_Information shown:_
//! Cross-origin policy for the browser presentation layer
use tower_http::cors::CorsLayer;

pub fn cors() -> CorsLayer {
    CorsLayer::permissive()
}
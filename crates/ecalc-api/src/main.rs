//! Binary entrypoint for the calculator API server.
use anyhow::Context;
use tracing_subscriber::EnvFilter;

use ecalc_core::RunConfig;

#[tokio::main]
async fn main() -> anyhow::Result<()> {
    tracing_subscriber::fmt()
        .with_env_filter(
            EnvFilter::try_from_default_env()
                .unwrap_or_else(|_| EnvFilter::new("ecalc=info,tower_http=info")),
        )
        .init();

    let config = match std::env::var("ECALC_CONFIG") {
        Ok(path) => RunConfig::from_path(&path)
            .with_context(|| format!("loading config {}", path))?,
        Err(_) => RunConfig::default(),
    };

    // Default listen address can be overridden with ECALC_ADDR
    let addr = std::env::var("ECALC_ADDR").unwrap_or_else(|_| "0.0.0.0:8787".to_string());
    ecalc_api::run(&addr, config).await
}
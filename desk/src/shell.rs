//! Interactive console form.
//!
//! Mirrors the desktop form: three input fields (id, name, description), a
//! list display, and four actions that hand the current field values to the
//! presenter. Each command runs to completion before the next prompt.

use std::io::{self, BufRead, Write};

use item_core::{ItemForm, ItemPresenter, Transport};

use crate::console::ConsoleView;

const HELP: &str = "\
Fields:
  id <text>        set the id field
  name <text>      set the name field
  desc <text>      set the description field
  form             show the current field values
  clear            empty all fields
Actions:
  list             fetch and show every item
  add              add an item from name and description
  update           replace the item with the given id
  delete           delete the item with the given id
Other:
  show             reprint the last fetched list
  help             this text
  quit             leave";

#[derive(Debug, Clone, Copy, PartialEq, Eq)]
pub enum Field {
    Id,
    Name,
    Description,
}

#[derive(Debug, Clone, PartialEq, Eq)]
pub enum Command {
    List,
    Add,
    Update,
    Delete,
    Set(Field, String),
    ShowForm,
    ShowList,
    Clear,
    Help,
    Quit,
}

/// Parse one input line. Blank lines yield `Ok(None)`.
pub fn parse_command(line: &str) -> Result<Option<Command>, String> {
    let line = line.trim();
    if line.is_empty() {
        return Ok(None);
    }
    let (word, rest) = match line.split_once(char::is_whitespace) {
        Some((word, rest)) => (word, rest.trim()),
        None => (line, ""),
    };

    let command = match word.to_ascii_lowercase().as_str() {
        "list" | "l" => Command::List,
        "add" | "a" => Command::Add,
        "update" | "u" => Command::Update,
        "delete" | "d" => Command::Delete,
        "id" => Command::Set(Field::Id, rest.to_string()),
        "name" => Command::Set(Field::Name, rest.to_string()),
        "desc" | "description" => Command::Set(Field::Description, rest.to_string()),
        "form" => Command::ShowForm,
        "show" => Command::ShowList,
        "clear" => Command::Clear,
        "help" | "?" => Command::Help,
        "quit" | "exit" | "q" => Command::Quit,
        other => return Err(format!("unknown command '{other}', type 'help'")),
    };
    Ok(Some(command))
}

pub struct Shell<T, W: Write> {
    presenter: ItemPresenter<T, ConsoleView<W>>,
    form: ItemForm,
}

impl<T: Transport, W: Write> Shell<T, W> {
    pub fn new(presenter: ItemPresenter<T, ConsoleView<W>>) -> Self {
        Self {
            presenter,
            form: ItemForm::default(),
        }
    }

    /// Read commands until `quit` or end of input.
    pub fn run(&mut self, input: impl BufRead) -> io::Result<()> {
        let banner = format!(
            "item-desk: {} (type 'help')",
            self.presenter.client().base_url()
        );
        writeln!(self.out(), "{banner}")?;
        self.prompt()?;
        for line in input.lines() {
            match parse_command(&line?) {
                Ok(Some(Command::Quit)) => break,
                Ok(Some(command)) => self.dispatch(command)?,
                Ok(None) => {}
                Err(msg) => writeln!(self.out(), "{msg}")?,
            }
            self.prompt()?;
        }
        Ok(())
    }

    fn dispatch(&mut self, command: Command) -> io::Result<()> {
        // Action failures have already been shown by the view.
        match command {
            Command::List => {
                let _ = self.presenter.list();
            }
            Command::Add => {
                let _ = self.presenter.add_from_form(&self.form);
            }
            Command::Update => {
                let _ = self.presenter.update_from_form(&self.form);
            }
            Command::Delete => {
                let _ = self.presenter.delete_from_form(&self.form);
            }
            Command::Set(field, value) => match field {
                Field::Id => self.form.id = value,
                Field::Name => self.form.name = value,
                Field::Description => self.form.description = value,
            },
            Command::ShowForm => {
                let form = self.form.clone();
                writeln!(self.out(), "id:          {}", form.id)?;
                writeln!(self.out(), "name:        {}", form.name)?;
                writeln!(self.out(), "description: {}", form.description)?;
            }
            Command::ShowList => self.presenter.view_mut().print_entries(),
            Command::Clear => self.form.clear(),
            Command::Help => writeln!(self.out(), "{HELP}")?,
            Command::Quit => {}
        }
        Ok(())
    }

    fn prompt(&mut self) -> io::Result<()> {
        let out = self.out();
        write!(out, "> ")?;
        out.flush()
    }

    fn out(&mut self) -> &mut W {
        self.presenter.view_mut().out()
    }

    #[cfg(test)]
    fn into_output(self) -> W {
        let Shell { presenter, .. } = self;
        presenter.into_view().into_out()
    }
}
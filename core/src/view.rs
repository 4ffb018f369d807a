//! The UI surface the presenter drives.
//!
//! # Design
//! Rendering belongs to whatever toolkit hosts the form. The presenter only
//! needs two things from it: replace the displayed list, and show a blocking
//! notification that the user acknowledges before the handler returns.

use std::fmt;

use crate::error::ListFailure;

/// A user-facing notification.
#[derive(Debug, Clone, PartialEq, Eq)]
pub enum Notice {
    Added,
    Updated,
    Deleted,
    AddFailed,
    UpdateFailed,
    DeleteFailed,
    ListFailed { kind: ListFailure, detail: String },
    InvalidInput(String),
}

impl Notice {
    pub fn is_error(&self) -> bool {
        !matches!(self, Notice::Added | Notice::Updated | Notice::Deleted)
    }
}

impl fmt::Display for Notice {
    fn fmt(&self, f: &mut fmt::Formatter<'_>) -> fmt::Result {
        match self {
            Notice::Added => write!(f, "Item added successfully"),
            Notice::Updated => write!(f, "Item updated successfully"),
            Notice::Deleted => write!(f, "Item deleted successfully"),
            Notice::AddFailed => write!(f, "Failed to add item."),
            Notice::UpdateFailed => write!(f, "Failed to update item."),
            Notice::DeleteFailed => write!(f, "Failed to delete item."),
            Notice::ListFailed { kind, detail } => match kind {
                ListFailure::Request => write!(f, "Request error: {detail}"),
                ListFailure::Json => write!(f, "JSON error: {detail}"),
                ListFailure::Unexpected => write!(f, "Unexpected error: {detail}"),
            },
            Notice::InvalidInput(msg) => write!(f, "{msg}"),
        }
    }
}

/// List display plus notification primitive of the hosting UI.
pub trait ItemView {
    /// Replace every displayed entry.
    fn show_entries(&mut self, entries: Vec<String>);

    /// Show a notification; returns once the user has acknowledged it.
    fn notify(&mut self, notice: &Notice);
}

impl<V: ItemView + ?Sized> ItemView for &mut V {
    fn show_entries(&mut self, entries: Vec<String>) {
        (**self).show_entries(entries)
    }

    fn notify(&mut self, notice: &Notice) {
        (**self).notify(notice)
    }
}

_What you have to do:_ All lines from the first line of the listing above through the line containing "use ecalc_core::RunConfig;" are to be retyped exactly. Leave out any other line.

_Solution below:_
//! Cross-origin policy for the browser presentation layer
use tower_http::cors::CorsLayer;

pub fn cors() -> CorsLayer {
    CorsLayer::permissive()
}
filename crates/ecalc-api/src/main.rs
//! Binary entrypoint for the calculator API server.
use anyhow::Context;
use tracing_subscriber::EnvFilter;

use ecalc_core::RunConfig;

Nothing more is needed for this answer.